September 13, 2013
Beer And Whiskey: Getting Drunk On Science
I was surprised as I began taking courses at the American Brewer’s Guild. I’ve been brewing beer for only a year, but my…ahem…extensive research told me there were many things going on in a glass of beer. At its most basic level, beer is little more than a concoction of some cereal, hops, water and yeast. The way these things come together, however, is an aggressively intensive process. I was foaming with anticipation as I sat down for my first class, stoked to drink some beer, toss around some semi-technical terms, and poke fun at the dummies who say “I like dark beer.”
What I got instead was a quick review of college-level biochemistry before going even deeper. I was over my head.
“I thought I was just going to be growing my beard and drinking beer,” I told my wife after that first class. I had no idea it was going to be this tough.
This is all a lengthy preamble to say the things that get you drunk aren’t nearly as simple as you think. There’s some hardcore science going on in your glass. You may even be surprised to know that we haven’t figured it all out yet.
Case in point, at the 246th National Meeting & Exposition of the American Chemical Society this week in Indiana, Thomas Collins, Ph.D., gave a talk wherein he explained how he’s just now able to chemically profile a shot of bourbon, a shot of rye, and a shot of whiskey.
I should state right now that, while both forms of alcohol are complex, distilling is an entirely different animal. Therefore, the different whiskeys could very well have more going on inside of them chemically than a bottle of beer.
Beer, as you may know, is made when yeast procreate in a sugar solution (we call it wort) and convert the sugars to alcohol. A common ale only needs a few weeks’ time before it’s ready to be in your mouth.

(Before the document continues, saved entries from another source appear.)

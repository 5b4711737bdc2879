use std::fs;
use std::process::ExitCode;

use camino::Utf8PathBuf;
use clap::{Args, Parser, Subcommand};
use miette::IntoDiagnostic;
use tracing::info;
use tracing_subscriber::EnvFilter;

use kira_fhir_etl::config::{ConfigLoader, ConfigOverrides, ResolvedConfig};
use kira_fhir_etl::emitter::MultiplexedEmitter;
use kira_fhir_etl::error::EtlError;
use kira_fhir_etl::output::{JsonOutput, OutputMode, TextOutput};
use kira_fhir_etl::pipeline::PipelineRun;
use kira_fhir_etl::validate::{ConventionValidator, PassThrough, SchemaValidator};

#[derive(Parser)]
#[command(name = "kira-fhir")]
#[command(about = "Transform LINCS MCF10A sample annotations into FHIR NDJSON")]
#[command(version, author)]
struct Cli {
    #[arg(long, global = true)]
    non_interactive: bool,

    #[command(subcommand)]
    command: Commands,
}

#[derive(Subcommand)]
enum Commands {
    #[command(about = "Run the annotation to FHIR transform")]
    Transform(TransformArgs),
}

#[derive(Args)]
struct TransformArgs {
    #[arg(long)]
    annotations: Option<Utf8PathBuf>,

    #[arg(long)]
    specimens: Option<Utf8PathBuf>,

    #[arg(long)]
    output: Option<Utf8PathBuf>,

    #[arg(long)]
    config: Option<String>,

    #[arg(long, help = "DNS name the identity namespace is derived from")]
    namespace: Option<String>,

    #[arg(long)]
    no_validate: bool,
}

fn main() -> ExitCode {
    if let Err(report) = run() {
        eprintln!("{report:?}");
        if let Some(err) = report.downcast_ref::<EtlError>() {
            return ExitCode::from(map_exit_code(err));
        }
        return ExitCode::from(1);
    }
    ExitCode::SUCCESS
}

fn map_exit_code(error: &EtlError) -> u8 {
    match error.root() {
        EtlError::MissingConfig
        | EtlError::ConfigRead(_)
        | EtlError::ConfigParse(_)
        | EtlError::InputOpen { .. } => 2,
        EtlError::MisalignedStreams { .. } | EtlError::SpecimenMismatch { .. } => 3,
        EtlError::UnmappedVocabularyTerm { .. }
        | EtlError::InvalidTimepoint(_)
        | EtlError::InvalidDose { .. }
        | EtlError::SchemaValidation { .. } => 4,
        _ => 1,
    }
}

fn run() -> miette::Result<()> {
    tracing_subscriber::fmt()
        .with_env_filter(EnvFilter::from_default_env())
        .with_target(false)
        .with_writer(std::io::stderr)
        .init();

    let cli = Cli::parse();
    let output_mode = if cli.non_interactive {
        OutputMode::NonInteractive
    } else {
        OutputMode::Interactive
    };

    match cli.command {
        Commands::Transform(args) => run_transform(args, output_mode),
    }
}

fn run_transform(args: TransformArgs, output_mode: OutputMode) -> miette::Result<()> {
    let overrides = ConfigOverrides {
        namespace: args.namespace,
        annotations: args.annotations,
        specimens: args.specimens,
        output_dir: args.output,
        no_validate: args.no_validate,
    };
    let resolved = ConfigLoader::resolve(args.config.as_deref(), overrides)?;
    fs::create_dir_all(resolved.output_dir.as_std_path())
        .map_err(|err| EtlError::Filesystem(format!("create {}: {err}", resolved.output_dir)))?;

    let validator: Box<dyn SchemaValidator> = if resolved.validate {
        Box::new(ConventionValidator)
    } else {
        info!("schema validation disabled");
        Box::new(PassThrough)
    };
    let summary = transform(&resolved, validator)?;

    match output_mode {
        OutputMode::NonInteractive => JsonOutput::print_summary(&summary).into_diagnostic(),
        OutputMode::Interactive => TextOutput::print_summary(&summary).into_diagnostic(),
    }
}

fn transform(
    resolved: &ResolvedConfig,
    validator: Box<dyn SchemaValidator>,
) -> Result<kira_fhir_etl::pipeline::RunSummary, EtlError> {
    let emitter = MultiplexedEmitter::new(resolved.output_dir.clone(), validator);
    let mut run = PipelineRun::new(resolved.identities, emitter).with_study(resolved.study.clone());
    run.execute(&resolved.annotations, &resolved.specimens)
}
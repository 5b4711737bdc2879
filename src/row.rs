use serde_json::{Map, Value};

use crate::error::EtlError;

pub const NOT_APPLICABLE: &str = "NA";

#[derive(Debug, Clone, PartialEq)]
pub struct AnnotationRow {
    fields: Map<String, Value>,
}

impl AnnotationRow {
    pub fn new(fields: Map<String, Value>) -> Self {
        Self { fields }
    }

    pub fn get(&self, field: &str) -> Option<&Value> {
        self.fields.get(field)
    }

    pub fn text(&self, field: &str) -> Result<String, EtlError> {
        self.optional_text(field)
            .ok_or_else(|| EtlError::MissingField(field.to_string()))
    }

    pub fn optional_text(&self, field: &str) -> Option<String> {
        self.fields.get(field).and_then(value_text)
    }

    pub fn specimen_name(&self) -> Result<String, EtlError> {
        self.text("specimenName")
    }

    pub fn specimen_id(&self) -> Result<String, EtlError> {
        self.text("specimenID")
    }

    pub fn cell_line(&self) -> Result<String, EtlError> {
        self.text("cellLine")
    }

    pub fn fields(&self) -> impl Iterator<Item = (&str, &Value)> {
        self.fields.iter().map(|(key, value)| (key.as_str(), value))
    }
}

impl From<Map<String, Value>> for AnnotationRow {
    fn from(fields: Map<String, Value>) -> Self {
        Self::new(fields)
    }
}

pub fn value_text(value: &Value) -> Option<String> {
    match value {
        Value::String(text) => Some(text.clone()),
        Value::Number(number) => Some(number.to_string()),
        Value::Bool(flag) => Some(flag.to_string()),
        _ => None,
    }
}

pub fn is_not_applicable(value: &Value) -> bool {
    match value {
        Value::Null => true,
        Value::String(text) => text.trim() == NOT_APPLICABLE,
        _ => false,
    }
}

Whiskey (and wine, for that matter) take a literal metric sh*t ton of time. The liquid has to set inside barrels for years on end, leeching out flavor compounds from the wood. These compounds are all specific to the type of wood used, of course. And just to make things difficult, (because whiskey guys really get off on that) these brown spirits can be filtered in different ways or even soak in a barrel which has been charred, adding even more flavor compounds to the liquor.
We’ve only just discussed the barrel, too. Other factors, the least of which being the ingredients of the spirit (bourbon features a majority of barley, but switch to corn and you’ve got whiskey; switch to rye and you’ve got rye whiskey, but not always) can also drastically alter the chemical makeup of the spirit. Other considerations, such as time, air pressure, the amounts of sugar and tannins in the solution (which is determined by the recipe) can also change things up.
In other words, there’s a lot going on inside a shot of whiskey. Those flavors of caramel, vanilla, smoke, tobacco, and wood aren’t present because the distiller tossed them in the barrels along with the booze, no sir. These flavors are simply the byproduct of all these different compounds getting nice and cozy in the barrel. Ever tried a beer and thought; “dear lord, this tastes like chocolate!” More often than not, there wasn’t any chocolate used in the brew, but the malts had been roasted in a way to get that flavor in the bottle.
It’s a complex science.
Worry not, gentles, for the Good Doctor Collins has taken it upon himself to understand the chemical makeup of the brown spirits. He’s not just drunkenly stumbling around in the lab to serve his own selfish desires, either. Collins believes (and rightfully so) that understanding the chemical makeup of bourbon, whiskey and rye will help distillers make a quality product each and every time. After all, it’s only after you understand WHY a cake rises in the oven and tastes delicious that you can make even more delicious cake.
Sweet, sweet, boozy cake.
Here’s the crazy part; Collins says the chemical fingerprint of a bourbon and a whiskey made in the same facility are nearly identical. Yet, when two whiskeys are compared from two different facilities, they look totally different.
That means that even though bourbon and whiskey are made up of different ingredients — themselves made up of different chemical compounds — the location in which they’re distilled largely ties them together. With this knowledge, distillers could employ some forensics to identify any counterfeits. What’s more, these distillers could also better understand what makes their whiskey taste like THEIR whiskey and make sure every bottle tastes the same.
It’s a branch of science I can get behind, even if it is mostly over my head.